UK buyout returns record

CMBOR, which is supported by buyout firm Barclays Private Equity and accountants Deloitte, said portfolio companies had been refinanced to pay out £18.8bn and a further £21.7bn had come from selling companies for a profit. The refinancing total was made up of £6.2bn of partial sales and £12.6bn from restructuring companies’ finances.

Tom Lamb, co-head of Barclays Private Equity, said: “Effectively, [private equity fund investors, known as limited partners] have had a huge amount of cash returned to them, certainly double returns on previous years. The key question, however, is whether this is a one-off blip and limited partners are piling into private equity at the wrong time.”

The European Private Equity and Venture Capital Association (EVCA) unveiled preliminary research in March that showed €60bn (US$72.8bn) was raised by its members last year, more than double 2004’s figure of €27.5bn.

The bumper crop was led by UK-based buyout firms, according to the EVCA, whose figures were compiled by Thomson Financial and PricewaterhouseCoopers.

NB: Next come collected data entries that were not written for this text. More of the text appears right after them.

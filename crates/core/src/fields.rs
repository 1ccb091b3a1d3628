//! Template field vocabulary.
//!
//! A [`FieldTable`] maps each vital sign to where a template keeps it:
//!
//! | sign | observation | element | shape | flat path |
//! |---|---|---|---|---|
//! | systolic | Blood pressure | Systolic | quantity | `blood_pressure/any_event:0/systolic` |
//! | pulse rate | Pulse | Pulse rate | quantity | `pulse_heart_beat/any_event:0/rate` |
//! | SpO₂ | Pulse oximetry | SpO₂ | proportion | `pulse_oximetry/any_event:0/spo` |
//!
//! Reading, writing and querying all walk the same table, so supporting another vital sign or
//! another template is a table entry rather than new traversal code.

use crate::constants::{BLOOD_PRESSURE, BODY_WEIGHT, DEFAULT_VITALS_FLAT_ROOT, HEIGHT, PULSE, PULSE_OXIMETRY};
use crate::record::Measurements;
use crate::{VitalsError, VitalsResult};
use openehr::{ArchetypeId, DataValue};
use std::collections::BTreeSet;

#[derive(Clone, Copy, Debug, PartialEq, Eq, Hash, PartialOrd, Ord)]
pub enum VitalSign {
    Systolic,
    Diastolic,
    PulseRate,
    Spo2,
    BodyWeight,
    Height,
}

impl VitalSign {
    pub const ALL: [VitalSign; 6] = [
        VitalSign::Systolic,
        VitalSign::Diastolic,
        VitalSign::PulseRate,
        VitalSign::Spo2,
        VitalSign::BodyWeight,
        VitalSign::Height,
    ];

    /// AQL column alias used by projection queries.
    pub fn column_name(self) -> &'static str {
        match self {
            VitalSign::Systolic => "systolic",
            VitalSign::Diastolic => "diastolic",
            VitalSign::PulseRate => "pulse_rate",
            VitalSign::Spo2 => "spo2",
            VitalSign::BodyWeight => "body_weight",
            VitalSign::Height => "height",
        }
    }

    pub fn shape(self) -> ValueShape {
        match self {
            VitalSign::Spo2 => ValueShape::Proportion,
            _ => ValueShape::Quantity,
        }
    }

    /// UCUM unit written when a quantity arrives without one.
    pub fn default_unit(self) -> &'static str {
        match self {
            VitalSign::Systolic | VitalSign::Diastolic => "mm[Hg]",
            VitalSign::PulseRate => "/min",
            VitalSign::Spo2 => "",
            VitalSign::BodyWeight => "kg",
            VitalSign::Height => "cm",
        }
    }
}

#[derive(Clone, Copy, Debug, PartialEq, Eq)]
pub enum ValueShape {
    Quantity,
    Proportion,
}

impl ValueShape {
    pub fn matches(self, value: &DataValue) -> bool {
        match self {
            ValueShape::Quantity => value.as_quantity().is_some(),
            ValueShape::Proportion => value.as_proportion().is_some(),
        }
    }
}

/// Where one vital sign lives in a template.
#[derive(Clone, Debug, PartialEq, Eq)]
pub struct FieldSpec {
    pub sign: VitalSign,
    /// `name.value` of the observation in `content[]`.
    pub archetype_name: String,
    pub archetype_id: String,
    /// `name.value` of the element in the first event's `items[]`.
    pub element_name: String,
    pub shape: ValueShape,
    /// Flat path below the template root, without `|attribute` suffixes.
    pub flat_path: String,
    /// Canonical path of the element below its observation, used by projection queries.
    pub projection_path: String,
}

impl FieldSpec {
    fn vitals(
        sign: VitalSign,
        archetype_name: &str,
        archetype_id: &str,
        element_name: &str,
        flat_path: &str,
        projection_path: &str,
    ) -> Self {
        Self {
            sign,
            archetype_name: archetype_name.into(),
            archetype_id: archetype_id.into(),
            element_name: element_name.into(),
            shape: sign.shape(),
            flat_path: flat_path.into(),
            projection_path: projection_path.into(),
        }
    }
}

/// The vital-sign vocabulary of one template.
#[derive(Clone, Debug, PartialEq, Eq)]
pub struct FieldTable {
    root: String,
    fields: Vec<FieldSpec>,
}

impl FieldTable {
    /// Build a table after checking it is internally consistent.
    ///
    /// # Errors
    ///
    /// Returns [`VitalsError::InvalidInput`] if the root is empty or contains `/`, a sign is
    /// listed twice, a shape does not fit its sign, or an archetype id does not parse.
    pub fn new(root: impl Into<String>, fields: Vec<FieldSpec>) -> VitalsResult<Self> {
        let root = root.into();
        if root.trim().is_empty() || root.contains('/') {
            return Err(VitalsError::InvalidInput(format!(
                "flat root {root:?} must be a single non-empty path segment"
            )));
        }

        let mut seen = BTreeSet::new();
        for field in &fields {
            if !seen.insert(field.sign) {
                return Err(VitalsError::InvalidInput(format!(
                    "{:?} appears more than once",
                    field.sign
                )));
            }
            if field.shape != field.sign.shape() {
                return Err(VitalsError::InvalidInput(format!(
                    "{:?} must be read as {:?}",
                    field.sign,
                    field.sign.shape()
                )));
            }
            let archetype = ArchetypeId::parse(&field.archetype_id)?;
            if !archetype.is_observation() {
                return Err(VitalsError::InvalidInput(format!(
                    "{} is not an observation archetype",
                    field.archetype_id
                )));
            }
        }

        Ok(Self { root, fields })
    }

    /// The vocabulary of the default vitals template, rooted at `vitals`.
    pub fn vitals() -> Self {
        Self::vitals_with_root(DEFAULT_VITALS_FLAT_ROOT)
    }

    /// The default vitals vocabulary below a different web-template root.
    pub fn vitals_with_root(root: impl Into<String>) -> Self {
        const BP: &str = "openEHR-EHR-OBSERVATION.blood_pressure.v2";
        const BP_EVENT: &str = "data[at0001]/events[at0006]/data[at0003]/items";
        Self {
            root: root.into(),
            fields: vec![
                FieldSpec::vitals(
                    VitalSign::Systolic,
                    BLOOD_PRESSURE,
                    BP,
                    "Systolic",
                    "blood_pressure/any_event:0/systolic",
                    &format!("{BP_EVENT}[at0004]"),
                ),
                FieldSpec::vitals(
                    VitalSign::Diastolic,
                    BLOOD_PRESSURE,
                    BP,
                    "Diastolic",
                    "blood_pressure/any_event:0/diastolic",
                    &format!("{BP_EVENT}[at0005]"),
                ),
                FieldSpec::vitals(
                    VitalSign::PulseRate,
                    PULSE,
                    "openEHR-EHR-OBSERVATION.pulse.v2",
                    "Pulse rate",
                    "pulse_heart_beat/any_event:0/rate",
                    "data[at0002]/events[at0003]/data[at0001]/items[at0004]",
                ),
                FieldSpec::vitals(
                    VitalSign::Spo2,
                    PULSE_OXIMETRY,
                    "openEHR-EHR-OBSERVATION.pulse_oximetry.v1",
                    "SpO₂",
                    "pulse_oximetry/any_event:0/spo",
                    "data[at0001]/events[at0002]/data[at0003]/items[at0006]",
                ),
                FieldSpec::vitals(
                    VitalSign::BodyWeight,
                    BODY_WEIGHT,
                    "openEHR-EHR-OBSERVATION.body_weight.v2",
                    "Weight",
                    "body_weight/any_event:0/weight",
                    "data[at0002]/events[at0003]/data[at0001]/items[at0004]",
                ),
                FieldSpec::vitals(
                    VitalSign::Height,
                    HEIGHT,
                    "openEHR-EHR-OBSERVATION.height.v2",
                    "Height",
                    "height_length/any_event:0/height_length",
                    "data[at0001]/events[at0002]/data[at0003]/items[at0004]",
                ),
            ],
        }
    }

    /// Root node id of the web template; every flat path starts with it.
    pub fn root(&self) -> &str {
        &self.root
    }

    pub fn fields(&self) -> &[FieldSpec] {
        &self.fields
    }

    pub fn get(&self, sign: VitalSign) -> Option<&FieldSpec> {
        self.fields.iter().find(|f| f.sign == sign)
    }

    /// Full flat key of a field, e.g. `vitals/pulse_heart_beat/any_event:0/rate`.
    pub fn flat_key(&self, field: &FieldSpec) -> String {
        format!("{}/{}", self.root, field.flat_path)
    }

    /// Full flat key of a composition-level path such as `context/start_time`.
    pub fn root_key(&self, path: &str) -> String {
        format!("{}/{}", self.root, path)
    }

    /// Run `lookup` for every field and keep the values whose shape fits.
    pub fn extract(&self, mut lookup: impl FnMut(&FieldSpec) -> Option<DataValue>) -> Measurements {
        self.fields
            .iter()
            .filter_map(|field| {
                let value = lookup(field)?;
                field.shape.matches(&value).then_some((field.sign, value))
            })
            .collect()
    }
}

impl Default for FieldTable {
    fn default() -> Self {
        Self::vitals()
    }
}
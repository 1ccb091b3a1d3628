//! RM 1.x `COMPOSITION` canonical JSON views.
//!
//! The repository returns compositions in the canonical (nested) JSON form:
//!
//! ```text
//! COMPOSITION
//! ├── uid.value
//! ├── archetype_details.template_id.value
//! ├── language / territory (CODE_PHRASE)
//! ├── category (DV_CODED_TEXT)
//! ├── composer.name
//! ├── context.start_time.value, context.setting (DV_CODED_TEXT)
//! └── content[]                      OBSERVATION, matched by name.value
//!     └── data.events[0].data.items[] ELEMENT, matched by name.value
//!         └── value                   DV_QUANTITY | DV_PROPORTION | DV_CODED_TEXT
//! ```
//!
//! Responsibilities:
//! - Read-only views over `serde_json::Value` that locate nodes by their human-readable name.
//! - Total accessors: every lookup returns `Option`, never panics and never errors.
//!
//! Notes:
//! - The tree shape is dictated by archetypes outside our control. Array order in `content[]`
//!   and `items[]` carries no meaning here; only names do.
//! - Views are deliberately untyped. A strict serde model would reject a whole composition
//!   because one observation has an unexpected shape, which would hide the rest of a patient's
//!   history.

use serde_json::Value;

use crate::data_types::{DataValue, DvCodedText};

/// Returns the `name.value` of a locatable node.
pub fn node_name(node: &Value) -> Option<&str> {
    node.get("name")?.get("value")?.as_str()
}

/// Finds the first node in `nodes` whose `name.value` equals `name` exactly.
pub fn find_named<'a>(nodes: &'a [Value], name: &str) -> Option<&'a Value> {
    nodes.iter().find(|n| node_name(n) == Some(name))
}

/// Read-only view over a canonical composition.
#[derive(Clone, Copy, Debug)]
pub struct CompositionView<'a> {
    root: &'a Value,
}

impl<'a> CompositionView<'a> {
    pub fn new(root: &'a Value) -> Self {
        Self { root }
    }

    /// Returns `true` if the root is a JSON object with both `content` and `context`.
    ///
    /// A composition missing either is structurally broken. Its remaining fields are still
    /// readable through the other accessors.
    pub fn is_well_formed(&self) -> bool {
        self.root.is_object()
            && self.root.get("content").is_some_and(Value::is_array)
            && self.root.get("context").is_some_and(Value::is_object)
    }

    pub fn uid(&self) -> Option<&'a str> {
        self.root.get("uid")?.get("value")?.as_str()
    }

    pub fn template_id(&self) -> Option<&'a str> {
        self.root
            .get("archetype_details")?
            .get("template_id")?
            .get("value")?
            .as_str()
    }

    pub fn start_time(&self) -> Option<&'a str> {
        self.root
            .get("context")?
            .get("start_time")?
            .get("value")?
            .as_str()
    }

    pub fn category(&self) -> Option<DvCodedText> {
        DvCodedText::from_json(self.root.get("category")?)
    }

    pub fn setting(&self) -> Option<DvCodedText> {
        DvCodedText::from_json(self.root.get("context")?.get("setting")?)
    }

    pub fn language(&self) -> Option<&'a str> {
        self.root.get("language")?.get("code_string")?.as_str()
    }

    pub fn territory(&self) -> Option<&'a str> {
        self.root.get("territory")?.get("code_string")?.as_str()
    }

    pub fn composer_name(&self) -> Option<&'a str> {
        self.root.get("composer")?.get("name")?.as_str()
    }

    /// Entries of `content[]`, or an empty slice if absent.
    pub fn content(&self) -> &'a [Value] {
        self.root
            .get("content")
            .and_then(Value::as_array)
            .map(Vec::as_slice)
            .unwrap_or_default()
    }

    /// The content entry named `name`, if any.
    pub fn entry(&self, name: &str) -> Option<EntryView<'a>> {
        find_named(self.content(), name).map(|root| EntryView { root })
    }
}

/// Read-only view over a content entry (typically an `OBSERVATION`).
#[derive(Clone, Copy, Debug)]
pub struct EntryView<'a> {
    root: &'a Value,
}

impl<'a> EntryView<'a> {
    pub fn name(&self) -> Option<&'a str> {
        node_name(self.root)
    }

    pub fn archetype_node_id(&self) -> Option<&'a str> {
        self.root.get("archetype_node_id")?.as_str()
    }

    /// Items of the first event: `data.events[0].data.items[]`.
    pub fn first_event_items(&self) -> &'a [Value] {
        self.root
            .get("data")
            .and_then(|d| d.get("events"))
            .and_then(Value::as_array)
            .and_then(|events| events.first())
            .and_then(|event| event.get("data"))
            .and_then(|d| d.get("items"))
            .and_then(Value::as_array)
            .map(Vec::as_slice)
            .unwrap_or_default()
    }

    /// The raw `value` node of the first-event element named `name`.
    pub fn element_value(&self, name: &str) -> Option<&'a Value> {
        find_named(self.first_event_items(), name)?.get("value")
    }

    /// The classified value of the first-event element named `name`.
    pub fn element(&self, name: &str) -> Option<DataValue> {
        DataValue::from_json(self.element_value(name)?)
    }
}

CVC Capital Partners raised a net €5.985.5bn, the largest sum ever in Europe, while BC Partners was close behind, raising just €300m less than CVC, and Apax Partners and Candover both raised more than €3bn in net money. Barclays Private Equity was in eighth place, raising a net €1.64bn.

Mark Pacitti, corporate finance partner at Deloitte, added: “In 2005, refinancing of leisure and retail businesses accounted for 75% of the total cash realised. This trend resulted from leisure and retail businesses, which traded very strongly in 2004 and early 2005, benefiting from significant cash returns to shareholders, such as special dividends and sale and leaseback transactions.”

Although leisure and retail sectors had dominated the partial exits in 2004, too, at a broadly similar percentage, their 2005 returns of £4.3bn reflected a switch. In 2004, the leisure sector had been responsible for 14 partial sales worth £3.7bn while in the following year it was £1bn. Retail, however, went from £150m to £3.3bn. In company restructurings, the drop in capital returns from the leisure sector were less marked – £5.4bn compared with £5.9bn – while retail boomed (£4.3bn up from £850m).

Timothy Mahapatra, UK head of private equity transaction services group at Deloittes, said the change partly reflected the timings of the original deals with a wave of retail public-to-privates carried out in late 2003/early 2004.

However, the partial sales volume and value in the first three months of 2006 fell, according to CMBOR, which said just 17 partial exits worth £496m had been completed. But the company restructurings total was running at £2.9bn in the first quarter, almost all from the business and support services, food and drink and leisure sectors.

And Pacitti added: “Overall, private equity exits have been healthy in 2006 with £5.2bn recorded so far. But, with deals such as [department store operator] Debenhams and [medical services company] General Healthcare completing, 2006 could be on track to beat 2005, an all-time record year.”

In late April, South African operator Network Healthcare, supported by private equity and property funds Apax, London & Regional and Brockton Capital, agreed to pay £2.2bn for GHG.

But the number of secondary buyouts, of a portfolio company by another private equity firm, has also held up. Last month, Nikko Principal Investments, the European principal finance arm of Japanese bank Nikko Cordial, bought UK debt purchasing company Cabot Financial in a £275m secondary buyout from Barclays Private Equity.

And the public markets are effectively re-open for a deal’s exit route. On May 4, Debenhams re-listed in London at a flotation price of 195p per share to give it an enterprise value of £2.85bn and potentially billions for its backers, CVC Capital Partners, Texas Pacific Group and Merrill Lynch Private Equity, which had paid £1.7bn in 2003.